#### [Task to complete]
Keep only the lines from the top of the listing through the one with "harness as well.", and reproduce them unaltered.

#### [Supplied records]
════
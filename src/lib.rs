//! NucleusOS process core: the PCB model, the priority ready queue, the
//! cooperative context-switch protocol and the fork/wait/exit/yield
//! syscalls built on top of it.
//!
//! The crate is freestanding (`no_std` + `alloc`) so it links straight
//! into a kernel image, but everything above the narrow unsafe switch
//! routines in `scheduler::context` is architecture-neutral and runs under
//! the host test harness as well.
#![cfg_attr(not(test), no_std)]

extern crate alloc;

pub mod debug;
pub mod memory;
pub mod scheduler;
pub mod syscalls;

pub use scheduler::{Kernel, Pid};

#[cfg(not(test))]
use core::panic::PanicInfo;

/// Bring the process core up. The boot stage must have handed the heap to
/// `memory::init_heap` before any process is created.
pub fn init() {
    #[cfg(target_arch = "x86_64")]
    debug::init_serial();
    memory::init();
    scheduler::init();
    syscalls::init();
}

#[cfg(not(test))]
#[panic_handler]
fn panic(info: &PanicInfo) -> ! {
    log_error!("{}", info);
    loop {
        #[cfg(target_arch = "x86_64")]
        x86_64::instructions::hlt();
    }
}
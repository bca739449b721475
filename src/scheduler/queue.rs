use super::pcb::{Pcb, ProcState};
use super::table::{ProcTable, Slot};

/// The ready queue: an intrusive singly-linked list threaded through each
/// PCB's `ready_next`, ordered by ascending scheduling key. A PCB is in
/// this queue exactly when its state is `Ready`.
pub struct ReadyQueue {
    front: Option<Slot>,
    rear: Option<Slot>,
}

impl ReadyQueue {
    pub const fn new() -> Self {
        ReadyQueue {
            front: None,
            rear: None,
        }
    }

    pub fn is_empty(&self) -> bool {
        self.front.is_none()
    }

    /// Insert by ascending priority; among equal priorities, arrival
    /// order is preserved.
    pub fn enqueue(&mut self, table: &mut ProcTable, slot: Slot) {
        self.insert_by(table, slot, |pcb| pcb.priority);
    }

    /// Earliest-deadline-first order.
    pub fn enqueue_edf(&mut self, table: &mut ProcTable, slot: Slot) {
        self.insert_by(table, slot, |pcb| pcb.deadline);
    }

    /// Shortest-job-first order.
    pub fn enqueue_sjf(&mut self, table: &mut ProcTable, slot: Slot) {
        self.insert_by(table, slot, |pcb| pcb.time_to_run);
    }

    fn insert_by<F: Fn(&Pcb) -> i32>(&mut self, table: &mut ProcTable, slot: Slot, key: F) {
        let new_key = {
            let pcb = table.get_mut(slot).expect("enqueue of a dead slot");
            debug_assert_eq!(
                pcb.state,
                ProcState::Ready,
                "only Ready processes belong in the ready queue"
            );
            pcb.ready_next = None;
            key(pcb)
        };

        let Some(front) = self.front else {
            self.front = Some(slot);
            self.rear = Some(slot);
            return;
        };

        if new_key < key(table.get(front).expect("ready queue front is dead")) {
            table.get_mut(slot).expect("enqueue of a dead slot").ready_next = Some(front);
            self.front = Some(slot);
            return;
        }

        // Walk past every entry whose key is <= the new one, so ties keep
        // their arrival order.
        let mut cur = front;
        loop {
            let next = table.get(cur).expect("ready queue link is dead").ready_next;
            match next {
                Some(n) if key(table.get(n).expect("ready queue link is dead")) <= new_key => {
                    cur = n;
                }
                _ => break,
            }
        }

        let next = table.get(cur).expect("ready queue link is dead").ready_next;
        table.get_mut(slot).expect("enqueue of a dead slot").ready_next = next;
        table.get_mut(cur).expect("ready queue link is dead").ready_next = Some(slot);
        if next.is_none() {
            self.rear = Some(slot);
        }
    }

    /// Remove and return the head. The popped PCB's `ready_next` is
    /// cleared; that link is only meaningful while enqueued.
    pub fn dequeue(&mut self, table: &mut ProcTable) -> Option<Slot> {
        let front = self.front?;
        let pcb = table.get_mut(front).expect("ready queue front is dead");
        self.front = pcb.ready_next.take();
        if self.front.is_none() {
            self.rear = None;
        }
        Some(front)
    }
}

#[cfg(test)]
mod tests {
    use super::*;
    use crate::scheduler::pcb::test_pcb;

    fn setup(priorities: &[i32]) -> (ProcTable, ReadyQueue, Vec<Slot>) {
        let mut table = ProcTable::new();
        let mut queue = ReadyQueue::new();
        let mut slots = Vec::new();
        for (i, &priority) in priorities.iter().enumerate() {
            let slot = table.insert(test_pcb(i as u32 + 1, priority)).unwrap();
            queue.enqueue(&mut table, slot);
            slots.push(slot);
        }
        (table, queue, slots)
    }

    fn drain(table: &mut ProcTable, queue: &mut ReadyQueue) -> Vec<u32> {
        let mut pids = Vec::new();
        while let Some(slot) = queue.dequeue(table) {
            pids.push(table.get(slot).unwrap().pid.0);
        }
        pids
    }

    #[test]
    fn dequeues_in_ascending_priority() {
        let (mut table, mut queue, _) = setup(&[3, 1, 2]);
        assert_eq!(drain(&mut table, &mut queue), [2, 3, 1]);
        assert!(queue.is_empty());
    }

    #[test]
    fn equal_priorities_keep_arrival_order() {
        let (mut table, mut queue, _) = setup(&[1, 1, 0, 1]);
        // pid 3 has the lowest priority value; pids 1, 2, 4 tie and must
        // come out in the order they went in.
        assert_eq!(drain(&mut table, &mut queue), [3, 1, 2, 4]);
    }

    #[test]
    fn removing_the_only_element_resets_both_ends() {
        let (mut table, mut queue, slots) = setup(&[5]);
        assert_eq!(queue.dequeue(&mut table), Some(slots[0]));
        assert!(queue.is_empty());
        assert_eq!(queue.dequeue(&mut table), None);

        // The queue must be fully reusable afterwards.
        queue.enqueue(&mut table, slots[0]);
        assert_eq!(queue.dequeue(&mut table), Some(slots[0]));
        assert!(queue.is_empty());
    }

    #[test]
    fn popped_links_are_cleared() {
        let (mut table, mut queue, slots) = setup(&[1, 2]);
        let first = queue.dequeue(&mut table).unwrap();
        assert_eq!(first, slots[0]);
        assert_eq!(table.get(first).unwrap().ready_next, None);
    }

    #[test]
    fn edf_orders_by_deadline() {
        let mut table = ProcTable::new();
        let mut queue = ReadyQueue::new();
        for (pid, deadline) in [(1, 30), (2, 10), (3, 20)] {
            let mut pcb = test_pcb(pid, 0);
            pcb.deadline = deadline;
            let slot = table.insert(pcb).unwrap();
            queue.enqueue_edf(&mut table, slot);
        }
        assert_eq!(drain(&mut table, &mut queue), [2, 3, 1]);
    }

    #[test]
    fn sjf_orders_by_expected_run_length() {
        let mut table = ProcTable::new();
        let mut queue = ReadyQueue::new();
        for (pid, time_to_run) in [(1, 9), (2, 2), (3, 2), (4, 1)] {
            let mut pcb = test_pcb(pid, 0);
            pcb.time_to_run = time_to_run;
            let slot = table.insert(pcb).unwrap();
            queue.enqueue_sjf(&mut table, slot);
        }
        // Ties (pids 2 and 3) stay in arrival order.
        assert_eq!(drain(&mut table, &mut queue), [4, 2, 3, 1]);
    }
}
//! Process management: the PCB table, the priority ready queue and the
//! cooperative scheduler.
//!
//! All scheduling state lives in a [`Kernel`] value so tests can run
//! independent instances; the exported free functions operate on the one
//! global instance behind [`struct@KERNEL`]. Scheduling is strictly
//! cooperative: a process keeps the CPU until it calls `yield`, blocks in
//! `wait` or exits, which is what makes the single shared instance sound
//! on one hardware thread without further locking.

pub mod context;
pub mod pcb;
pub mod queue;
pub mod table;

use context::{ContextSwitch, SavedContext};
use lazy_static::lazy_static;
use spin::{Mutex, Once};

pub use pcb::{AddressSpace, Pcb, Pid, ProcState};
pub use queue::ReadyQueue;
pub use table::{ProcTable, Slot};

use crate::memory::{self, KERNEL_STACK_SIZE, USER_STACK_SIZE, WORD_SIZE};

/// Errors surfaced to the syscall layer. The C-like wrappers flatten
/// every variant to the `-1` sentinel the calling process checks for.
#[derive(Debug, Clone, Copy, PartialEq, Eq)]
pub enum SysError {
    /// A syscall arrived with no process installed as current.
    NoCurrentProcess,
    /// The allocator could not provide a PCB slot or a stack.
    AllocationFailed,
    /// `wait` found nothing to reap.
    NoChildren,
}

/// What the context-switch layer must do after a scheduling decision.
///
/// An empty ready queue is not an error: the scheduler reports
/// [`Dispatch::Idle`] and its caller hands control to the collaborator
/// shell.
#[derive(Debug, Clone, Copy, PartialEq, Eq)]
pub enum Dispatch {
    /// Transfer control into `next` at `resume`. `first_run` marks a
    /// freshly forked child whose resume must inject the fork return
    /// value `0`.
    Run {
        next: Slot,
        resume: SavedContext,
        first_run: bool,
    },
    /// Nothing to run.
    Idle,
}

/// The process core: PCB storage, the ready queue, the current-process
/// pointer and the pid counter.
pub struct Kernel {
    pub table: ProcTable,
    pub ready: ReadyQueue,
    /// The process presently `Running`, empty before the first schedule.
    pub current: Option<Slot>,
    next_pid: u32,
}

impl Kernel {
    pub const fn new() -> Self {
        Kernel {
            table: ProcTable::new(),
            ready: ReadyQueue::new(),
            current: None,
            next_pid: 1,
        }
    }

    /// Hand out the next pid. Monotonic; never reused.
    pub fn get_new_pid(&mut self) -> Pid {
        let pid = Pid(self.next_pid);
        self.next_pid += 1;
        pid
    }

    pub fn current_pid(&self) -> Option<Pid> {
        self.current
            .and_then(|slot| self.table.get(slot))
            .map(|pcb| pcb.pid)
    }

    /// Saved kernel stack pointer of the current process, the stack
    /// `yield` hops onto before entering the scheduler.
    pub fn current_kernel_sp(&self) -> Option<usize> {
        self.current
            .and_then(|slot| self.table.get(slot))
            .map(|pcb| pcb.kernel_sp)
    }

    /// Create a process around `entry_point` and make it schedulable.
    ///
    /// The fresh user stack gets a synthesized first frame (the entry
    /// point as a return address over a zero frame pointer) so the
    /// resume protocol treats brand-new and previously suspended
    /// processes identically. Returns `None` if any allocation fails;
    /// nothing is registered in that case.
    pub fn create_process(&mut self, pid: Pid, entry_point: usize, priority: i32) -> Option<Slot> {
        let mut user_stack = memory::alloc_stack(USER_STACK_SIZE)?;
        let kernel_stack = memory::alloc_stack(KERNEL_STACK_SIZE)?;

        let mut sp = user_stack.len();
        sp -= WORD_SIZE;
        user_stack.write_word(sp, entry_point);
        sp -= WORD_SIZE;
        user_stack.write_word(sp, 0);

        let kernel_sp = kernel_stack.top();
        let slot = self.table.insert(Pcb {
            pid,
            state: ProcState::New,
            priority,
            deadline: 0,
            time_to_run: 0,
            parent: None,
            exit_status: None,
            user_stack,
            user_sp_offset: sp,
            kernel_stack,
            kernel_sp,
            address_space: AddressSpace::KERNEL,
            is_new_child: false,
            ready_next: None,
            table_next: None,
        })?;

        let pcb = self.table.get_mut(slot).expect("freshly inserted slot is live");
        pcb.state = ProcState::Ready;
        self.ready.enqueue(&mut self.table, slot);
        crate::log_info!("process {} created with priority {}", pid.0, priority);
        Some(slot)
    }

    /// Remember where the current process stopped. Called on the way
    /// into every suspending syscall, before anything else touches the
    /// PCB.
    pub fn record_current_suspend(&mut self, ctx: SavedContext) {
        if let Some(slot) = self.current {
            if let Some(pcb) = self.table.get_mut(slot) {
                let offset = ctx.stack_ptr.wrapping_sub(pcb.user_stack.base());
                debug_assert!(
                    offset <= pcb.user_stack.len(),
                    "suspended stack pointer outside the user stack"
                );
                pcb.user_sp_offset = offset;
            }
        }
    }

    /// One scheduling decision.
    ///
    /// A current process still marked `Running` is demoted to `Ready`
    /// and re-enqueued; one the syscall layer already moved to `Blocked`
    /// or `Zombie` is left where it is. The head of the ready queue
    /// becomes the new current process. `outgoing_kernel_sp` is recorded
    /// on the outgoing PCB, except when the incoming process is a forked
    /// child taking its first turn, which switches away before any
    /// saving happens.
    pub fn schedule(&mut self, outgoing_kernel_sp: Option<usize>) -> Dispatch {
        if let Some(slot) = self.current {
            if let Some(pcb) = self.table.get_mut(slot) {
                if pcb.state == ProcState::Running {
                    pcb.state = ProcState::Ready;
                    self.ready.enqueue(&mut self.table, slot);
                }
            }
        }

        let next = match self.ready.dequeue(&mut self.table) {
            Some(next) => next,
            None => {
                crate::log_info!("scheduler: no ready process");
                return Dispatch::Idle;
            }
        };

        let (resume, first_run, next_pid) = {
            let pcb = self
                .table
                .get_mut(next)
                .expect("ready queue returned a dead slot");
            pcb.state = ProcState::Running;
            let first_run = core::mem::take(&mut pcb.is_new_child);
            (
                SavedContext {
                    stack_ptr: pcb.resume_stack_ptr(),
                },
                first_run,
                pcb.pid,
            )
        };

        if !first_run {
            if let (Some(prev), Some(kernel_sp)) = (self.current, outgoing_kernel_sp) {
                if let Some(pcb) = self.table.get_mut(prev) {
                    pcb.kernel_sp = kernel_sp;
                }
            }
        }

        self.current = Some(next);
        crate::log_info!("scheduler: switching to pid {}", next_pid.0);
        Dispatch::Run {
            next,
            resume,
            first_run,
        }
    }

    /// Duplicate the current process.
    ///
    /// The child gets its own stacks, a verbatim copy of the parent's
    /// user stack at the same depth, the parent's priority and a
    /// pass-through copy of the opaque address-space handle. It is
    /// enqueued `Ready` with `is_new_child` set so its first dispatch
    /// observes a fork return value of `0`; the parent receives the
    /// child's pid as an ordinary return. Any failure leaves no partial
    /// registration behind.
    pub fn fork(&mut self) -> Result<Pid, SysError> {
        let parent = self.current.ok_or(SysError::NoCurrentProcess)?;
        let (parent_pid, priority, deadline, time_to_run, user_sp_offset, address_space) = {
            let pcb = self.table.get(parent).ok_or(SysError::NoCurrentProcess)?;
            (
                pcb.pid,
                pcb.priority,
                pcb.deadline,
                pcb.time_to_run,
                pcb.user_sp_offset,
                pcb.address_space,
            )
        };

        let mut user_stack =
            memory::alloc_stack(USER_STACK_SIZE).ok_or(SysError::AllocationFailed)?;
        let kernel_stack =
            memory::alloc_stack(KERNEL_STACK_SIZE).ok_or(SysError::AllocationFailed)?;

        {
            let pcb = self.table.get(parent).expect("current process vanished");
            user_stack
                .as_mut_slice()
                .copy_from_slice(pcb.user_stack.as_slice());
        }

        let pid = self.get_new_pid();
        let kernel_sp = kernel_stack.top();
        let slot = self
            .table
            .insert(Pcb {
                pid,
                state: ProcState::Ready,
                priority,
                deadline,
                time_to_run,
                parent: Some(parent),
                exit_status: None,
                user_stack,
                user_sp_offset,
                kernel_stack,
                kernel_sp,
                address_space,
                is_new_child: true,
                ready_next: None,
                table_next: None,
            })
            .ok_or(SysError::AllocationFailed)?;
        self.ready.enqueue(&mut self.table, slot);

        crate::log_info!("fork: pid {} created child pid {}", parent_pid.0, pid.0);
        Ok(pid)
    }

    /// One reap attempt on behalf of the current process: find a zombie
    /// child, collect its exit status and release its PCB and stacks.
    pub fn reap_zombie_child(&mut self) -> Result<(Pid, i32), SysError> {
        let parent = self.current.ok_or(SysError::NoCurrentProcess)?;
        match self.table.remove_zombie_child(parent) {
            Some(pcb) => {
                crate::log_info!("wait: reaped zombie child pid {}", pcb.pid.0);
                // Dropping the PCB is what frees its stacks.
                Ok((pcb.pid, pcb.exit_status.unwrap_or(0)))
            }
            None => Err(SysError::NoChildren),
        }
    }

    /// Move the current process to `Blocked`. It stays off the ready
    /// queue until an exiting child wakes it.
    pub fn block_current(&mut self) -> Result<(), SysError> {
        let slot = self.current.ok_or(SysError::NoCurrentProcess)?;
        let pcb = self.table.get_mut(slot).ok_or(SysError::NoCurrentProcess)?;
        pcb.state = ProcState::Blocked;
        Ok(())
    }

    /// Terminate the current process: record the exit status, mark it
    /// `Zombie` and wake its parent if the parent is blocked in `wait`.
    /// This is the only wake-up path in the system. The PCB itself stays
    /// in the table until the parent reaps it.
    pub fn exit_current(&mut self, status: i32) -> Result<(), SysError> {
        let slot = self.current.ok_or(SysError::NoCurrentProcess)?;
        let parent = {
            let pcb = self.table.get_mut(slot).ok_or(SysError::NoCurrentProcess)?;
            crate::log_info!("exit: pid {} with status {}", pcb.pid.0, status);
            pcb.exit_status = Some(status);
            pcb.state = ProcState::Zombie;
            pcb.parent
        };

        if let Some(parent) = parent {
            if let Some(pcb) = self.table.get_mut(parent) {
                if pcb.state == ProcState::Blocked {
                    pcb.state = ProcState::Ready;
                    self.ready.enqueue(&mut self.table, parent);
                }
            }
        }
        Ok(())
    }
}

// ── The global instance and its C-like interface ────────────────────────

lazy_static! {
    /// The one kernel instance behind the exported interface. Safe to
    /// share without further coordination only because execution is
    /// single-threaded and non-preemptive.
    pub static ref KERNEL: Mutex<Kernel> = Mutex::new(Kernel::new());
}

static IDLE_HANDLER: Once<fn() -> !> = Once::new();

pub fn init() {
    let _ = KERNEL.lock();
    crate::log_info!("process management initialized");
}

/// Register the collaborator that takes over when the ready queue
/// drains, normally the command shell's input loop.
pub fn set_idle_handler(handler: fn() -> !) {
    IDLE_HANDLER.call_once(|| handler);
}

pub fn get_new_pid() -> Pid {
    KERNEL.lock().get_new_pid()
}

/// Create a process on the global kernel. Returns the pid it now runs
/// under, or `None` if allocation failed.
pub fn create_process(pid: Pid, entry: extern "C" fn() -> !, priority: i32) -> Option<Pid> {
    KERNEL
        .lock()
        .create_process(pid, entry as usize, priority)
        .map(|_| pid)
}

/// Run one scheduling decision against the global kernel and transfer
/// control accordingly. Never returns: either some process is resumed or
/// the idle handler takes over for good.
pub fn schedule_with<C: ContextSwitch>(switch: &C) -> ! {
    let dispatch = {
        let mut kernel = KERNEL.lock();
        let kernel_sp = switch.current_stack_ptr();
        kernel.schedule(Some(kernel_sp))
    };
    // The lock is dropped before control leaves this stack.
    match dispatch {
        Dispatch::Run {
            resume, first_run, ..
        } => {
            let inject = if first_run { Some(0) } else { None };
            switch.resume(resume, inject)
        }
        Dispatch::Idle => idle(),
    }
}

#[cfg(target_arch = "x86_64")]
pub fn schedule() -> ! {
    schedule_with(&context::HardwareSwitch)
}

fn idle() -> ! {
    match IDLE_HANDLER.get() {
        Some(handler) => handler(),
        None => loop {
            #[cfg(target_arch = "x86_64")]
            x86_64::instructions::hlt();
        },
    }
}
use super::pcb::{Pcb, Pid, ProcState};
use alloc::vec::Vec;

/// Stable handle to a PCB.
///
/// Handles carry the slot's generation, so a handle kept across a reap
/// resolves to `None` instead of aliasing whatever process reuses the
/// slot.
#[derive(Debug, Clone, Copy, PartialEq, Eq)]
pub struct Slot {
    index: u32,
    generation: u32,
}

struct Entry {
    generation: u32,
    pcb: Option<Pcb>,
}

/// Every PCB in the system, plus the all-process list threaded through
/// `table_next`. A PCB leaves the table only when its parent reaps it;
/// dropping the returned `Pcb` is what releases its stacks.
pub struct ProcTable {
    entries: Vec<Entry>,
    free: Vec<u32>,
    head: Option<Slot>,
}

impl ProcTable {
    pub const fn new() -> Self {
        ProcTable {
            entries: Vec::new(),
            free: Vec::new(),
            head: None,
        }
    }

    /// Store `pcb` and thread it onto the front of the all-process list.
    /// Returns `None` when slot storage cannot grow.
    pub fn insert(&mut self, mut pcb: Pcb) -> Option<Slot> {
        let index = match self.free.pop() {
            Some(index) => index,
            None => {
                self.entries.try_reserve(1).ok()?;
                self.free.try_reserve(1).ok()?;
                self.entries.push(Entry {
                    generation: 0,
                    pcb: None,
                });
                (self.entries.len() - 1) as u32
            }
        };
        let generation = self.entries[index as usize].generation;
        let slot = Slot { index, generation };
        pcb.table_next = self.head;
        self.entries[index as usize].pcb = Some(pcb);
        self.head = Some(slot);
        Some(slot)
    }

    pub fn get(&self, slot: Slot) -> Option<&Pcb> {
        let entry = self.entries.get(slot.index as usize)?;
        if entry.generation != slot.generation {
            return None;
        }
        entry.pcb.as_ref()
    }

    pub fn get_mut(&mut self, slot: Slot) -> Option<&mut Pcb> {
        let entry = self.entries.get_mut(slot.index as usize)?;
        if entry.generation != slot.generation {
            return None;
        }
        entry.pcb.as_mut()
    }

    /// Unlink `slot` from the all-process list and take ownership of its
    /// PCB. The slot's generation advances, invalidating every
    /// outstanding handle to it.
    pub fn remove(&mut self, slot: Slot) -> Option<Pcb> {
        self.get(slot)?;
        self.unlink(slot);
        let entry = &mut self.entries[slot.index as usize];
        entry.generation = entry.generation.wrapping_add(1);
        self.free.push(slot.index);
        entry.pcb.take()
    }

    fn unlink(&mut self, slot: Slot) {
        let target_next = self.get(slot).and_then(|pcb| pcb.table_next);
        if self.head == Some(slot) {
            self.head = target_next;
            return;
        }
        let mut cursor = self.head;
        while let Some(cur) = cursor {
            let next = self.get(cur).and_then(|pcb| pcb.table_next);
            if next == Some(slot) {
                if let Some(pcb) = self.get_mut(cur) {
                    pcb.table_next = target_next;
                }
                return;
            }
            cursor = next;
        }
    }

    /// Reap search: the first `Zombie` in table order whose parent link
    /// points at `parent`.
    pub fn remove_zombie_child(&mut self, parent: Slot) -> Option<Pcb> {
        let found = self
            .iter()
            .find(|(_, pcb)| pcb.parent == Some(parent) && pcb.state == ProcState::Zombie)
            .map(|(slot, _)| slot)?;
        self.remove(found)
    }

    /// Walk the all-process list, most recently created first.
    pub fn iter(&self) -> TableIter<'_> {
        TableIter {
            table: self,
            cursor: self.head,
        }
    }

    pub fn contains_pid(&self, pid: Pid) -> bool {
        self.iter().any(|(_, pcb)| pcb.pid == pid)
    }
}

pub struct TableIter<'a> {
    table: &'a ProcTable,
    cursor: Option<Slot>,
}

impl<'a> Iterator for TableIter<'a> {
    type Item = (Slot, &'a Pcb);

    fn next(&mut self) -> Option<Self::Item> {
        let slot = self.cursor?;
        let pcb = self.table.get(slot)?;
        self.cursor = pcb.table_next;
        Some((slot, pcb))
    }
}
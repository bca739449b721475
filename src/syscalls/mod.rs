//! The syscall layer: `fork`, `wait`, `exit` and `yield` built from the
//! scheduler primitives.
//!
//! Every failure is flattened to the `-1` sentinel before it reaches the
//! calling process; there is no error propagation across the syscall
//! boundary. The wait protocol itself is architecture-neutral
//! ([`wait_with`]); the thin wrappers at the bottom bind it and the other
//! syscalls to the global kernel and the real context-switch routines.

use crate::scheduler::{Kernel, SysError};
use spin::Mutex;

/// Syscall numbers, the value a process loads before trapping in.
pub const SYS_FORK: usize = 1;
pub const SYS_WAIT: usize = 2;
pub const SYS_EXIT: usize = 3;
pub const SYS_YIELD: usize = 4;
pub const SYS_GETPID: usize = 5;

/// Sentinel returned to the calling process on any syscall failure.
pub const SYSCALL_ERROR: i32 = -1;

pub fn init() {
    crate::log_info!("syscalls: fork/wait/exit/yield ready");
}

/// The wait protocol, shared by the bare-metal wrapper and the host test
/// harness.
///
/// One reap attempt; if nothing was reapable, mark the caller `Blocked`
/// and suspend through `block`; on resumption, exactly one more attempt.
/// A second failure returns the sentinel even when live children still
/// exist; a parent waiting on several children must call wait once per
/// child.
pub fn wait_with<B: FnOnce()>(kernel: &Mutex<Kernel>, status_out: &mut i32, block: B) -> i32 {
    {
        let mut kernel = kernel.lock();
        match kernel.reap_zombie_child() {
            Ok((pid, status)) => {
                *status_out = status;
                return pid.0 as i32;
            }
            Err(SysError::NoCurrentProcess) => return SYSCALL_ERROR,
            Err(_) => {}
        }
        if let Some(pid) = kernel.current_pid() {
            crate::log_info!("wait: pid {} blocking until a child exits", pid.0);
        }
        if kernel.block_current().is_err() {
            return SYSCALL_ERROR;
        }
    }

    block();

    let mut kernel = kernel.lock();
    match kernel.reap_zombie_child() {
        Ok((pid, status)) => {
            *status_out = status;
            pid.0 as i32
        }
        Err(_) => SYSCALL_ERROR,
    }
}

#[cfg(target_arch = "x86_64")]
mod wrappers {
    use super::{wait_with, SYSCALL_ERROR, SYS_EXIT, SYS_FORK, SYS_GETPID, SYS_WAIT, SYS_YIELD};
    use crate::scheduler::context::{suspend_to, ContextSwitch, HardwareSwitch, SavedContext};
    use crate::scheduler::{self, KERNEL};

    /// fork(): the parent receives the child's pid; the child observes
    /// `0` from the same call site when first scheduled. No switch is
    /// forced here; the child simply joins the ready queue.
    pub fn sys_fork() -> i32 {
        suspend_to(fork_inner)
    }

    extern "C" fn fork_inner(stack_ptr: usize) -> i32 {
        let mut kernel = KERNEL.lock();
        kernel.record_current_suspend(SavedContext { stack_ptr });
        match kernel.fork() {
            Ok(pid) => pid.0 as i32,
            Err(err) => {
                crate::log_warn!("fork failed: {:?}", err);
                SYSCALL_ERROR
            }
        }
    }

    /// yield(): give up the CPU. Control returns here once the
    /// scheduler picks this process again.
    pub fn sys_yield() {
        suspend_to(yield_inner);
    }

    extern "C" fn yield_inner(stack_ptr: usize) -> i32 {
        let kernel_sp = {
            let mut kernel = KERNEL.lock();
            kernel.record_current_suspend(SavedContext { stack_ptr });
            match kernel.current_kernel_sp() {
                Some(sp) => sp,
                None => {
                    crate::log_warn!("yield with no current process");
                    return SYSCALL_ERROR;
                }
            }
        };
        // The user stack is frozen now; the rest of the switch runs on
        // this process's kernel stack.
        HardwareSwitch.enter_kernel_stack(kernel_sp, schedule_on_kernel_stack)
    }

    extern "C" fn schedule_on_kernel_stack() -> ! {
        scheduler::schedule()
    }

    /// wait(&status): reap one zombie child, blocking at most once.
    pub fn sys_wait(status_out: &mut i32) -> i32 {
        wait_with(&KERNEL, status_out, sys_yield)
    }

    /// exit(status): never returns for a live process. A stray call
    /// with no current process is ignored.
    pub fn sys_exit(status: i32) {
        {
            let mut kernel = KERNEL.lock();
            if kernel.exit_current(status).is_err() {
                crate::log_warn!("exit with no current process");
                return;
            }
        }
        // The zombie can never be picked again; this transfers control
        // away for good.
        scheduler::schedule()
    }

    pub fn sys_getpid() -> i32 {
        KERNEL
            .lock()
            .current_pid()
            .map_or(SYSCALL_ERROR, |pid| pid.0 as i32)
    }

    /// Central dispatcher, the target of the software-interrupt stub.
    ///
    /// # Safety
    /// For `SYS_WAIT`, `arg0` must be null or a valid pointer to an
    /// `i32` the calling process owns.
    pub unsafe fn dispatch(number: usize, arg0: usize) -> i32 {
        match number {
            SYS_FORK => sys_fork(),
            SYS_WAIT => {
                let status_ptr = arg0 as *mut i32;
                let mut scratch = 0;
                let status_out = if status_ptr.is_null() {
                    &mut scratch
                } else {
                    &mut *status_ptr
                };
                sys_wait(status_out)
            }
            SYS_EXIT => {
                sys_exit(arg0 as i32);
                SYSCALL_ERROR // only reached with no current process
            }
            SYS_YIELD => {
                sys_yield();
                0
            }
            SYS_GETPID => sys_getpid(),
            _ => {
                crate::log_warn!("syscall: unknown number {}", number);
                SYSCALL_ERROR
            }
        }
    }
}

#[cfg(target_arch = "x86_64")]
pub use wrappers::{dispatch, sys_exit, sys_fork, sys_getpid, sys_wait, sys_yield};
════
#### [Worked solution]
filename src/lib.rs
//! NucleusOS process core: the PCB model, the priority ready queue, the
//! cooperative context-switch protocol and the fork/wait/exit/yield
//! syscalls built on top of it.
//!
//! The crate is freestanding (`no_std` + `alloc`) so it links straight
//! into a kernel image, but everything above the narrow unsafe switch
//! routines in `scheduler::context` is architecture-neutral and runs under
//! the host test harness as well.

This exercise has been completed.